Opinions of Thursday, 20 February 2020

Columnist: Kwame Okoampa-Ahoofe, Jr., Ph.D.

Coronavirus and Ghanaian students in China

File Photo File Photo

I had been mulling the Coronavirus epidemic outbreak in China and the Ghana Government’s response to this most deadly disease for quite a little while, before I came across the rather heart-wrenching article by Mr. Sakinatu Issaka captioned “Coronavirus: My Experience as a Ghanaian Student Stuck in Wuhan” Modernghana.com 2/17/20). As the writer desperately notes, “When the incident began escalating, different countries[,] including USA, France, Australia, Japan, Morocco, Mauritania, East Timor, Papua New Guinea, Jordan, Iraq and Iran[,] among others[,] came to evacuate their citizens from Wuhan,” in Hubei Province. That, of course, is the usual kneejerk “diplomatic” reaction whenever there occurs any outbreak of a deadly disease or the predicted imminent outbreak of any act of possible or potential terrorism or civil strife in any part of the world, especially in any part of the Third World, so-called, on the part of governments of the industrially advanced countries.

In a quite practical sense, I was a bit proud that the Government of Ghana had not joined the rat-pack panic of the usual suspects of countries that led the exodus of their nationals on the first chance out of China. I was proud because, for once, I thought that our leaders were apt to proving to the rest of the world or the global community that Ghanaians did not docilely march according to the tune and/or the rhythm of any other country. On the other hand, another quite urgent part of me was a bit wistful and almost skeptical, if also because my take on such official reticence was informed by my appreciation of Ghana’s recent very close diplomatic association and relationship with China under the tenure of President Addo Dankwa Akufo-Addo, in a way that had not been witnessed since the late 1950s and the early 1960s, when the future Premier Chou Enlai was China’s Ambassador Extraordinary and Plenipotentiary to Ghana.

I also thought about the general ramshackle state of the country’s healthcare system and wondered whether making our China-resident students stay put not the savviest approach, in view of the quite glaring fact that our own medical personnel or so-called First Responders back home may very well not be adequately equipped or fully prepared to deal with the veritable menace that was the coronavirus disease, should a remarkable number of these students arrive back home and test positive for the virus. There was also, of course, the high risk of some of these students contracting the virus once they stepped outside their dormitory buildings, where they had been “securely” holed up and were presumably being closely monitored by Chinese healthcare personnel and government authorities.

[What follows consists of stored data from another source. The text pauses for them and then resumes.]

//! # Synchronization Primitives
//!
//! Abstrações para garantir a integridade de dados em ambiente de kernel
//! concorrente (multicore e interrupt-driven).
//!
//! - **Spinlock:** re-exportamos `spin::Mutex` como `SpinMutex` para seções
//!   críticas curtas (o padrão da casa: trocar a implementação no futuro sem
//!   alterar o código consumidor).
//! - **Mutex:** mutex passivo próprio (pode bloquear), com guard que expõe o
//!   mutex para integração com `CondVar`.
//! - **CondVar:** espera por condição com unlock/sleep/relock.
//! - **WaitQ:** fila de espera com semântica de wakeup perdido (tokens) e
//!   wakeup-all (geração), incluindo variante com timeout.
//!
//! Ordem global de locks (ver udebug e caps):
//! 1. Mutex de udebug da task ANTES do mutex de udebug da thread.
//! 2. Lock do address space antes de qualquer operação de page table.
//! 3. Mutex de capabilities é folha: nenhum outro mutex do kernel pode ser
//!    adquirido com ele em mãos.

pub mod condvar;
pub mod mutex;
pub mod waitq;

pub use condvar::CondVar;
pub use mutex::{Mutex, MutexGuard};
pub use waitq::{SleepError, WaitQ};

// Re-exporta primitivas da crate `spin`.
// Isso facilita mudar a implementação no futuro sem alterar o código consumidor.
pub use spin::Mutex as SpinMutex;
pub use spin::{Lazy, Once};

In short, this nightmarish scenario seemed like a Catch-22 situation to me. But it also made me wonder how the Chinese authorities would have reacted, if the situation had been the reverse and Chinese students and residents in Ghana had been faced with the same or a similar deadly epidemic. Wouldn’t the Chinese Government have issued an order for the immediate evacuation of their nationals from Ghana? Then I also realized that Ghanaians, after all, were not totally innocent of any knowledge or first-hand experience with or understanding of the outbreak of such a deadly epidemic. I was here, of course, thinking about the outbreak of the Ebola Virus that devastated neighboring West African countries like Liberia, Sierra Leone, Guinea, as well as the Ebola epicenter that was the so-called Democratic Republic of Congo (DRC), in Central Africa, with a few reported cases or incidents in Nigeria and a couple of other neighboring countries nearly a decade ago, if memory served yours truly accurately.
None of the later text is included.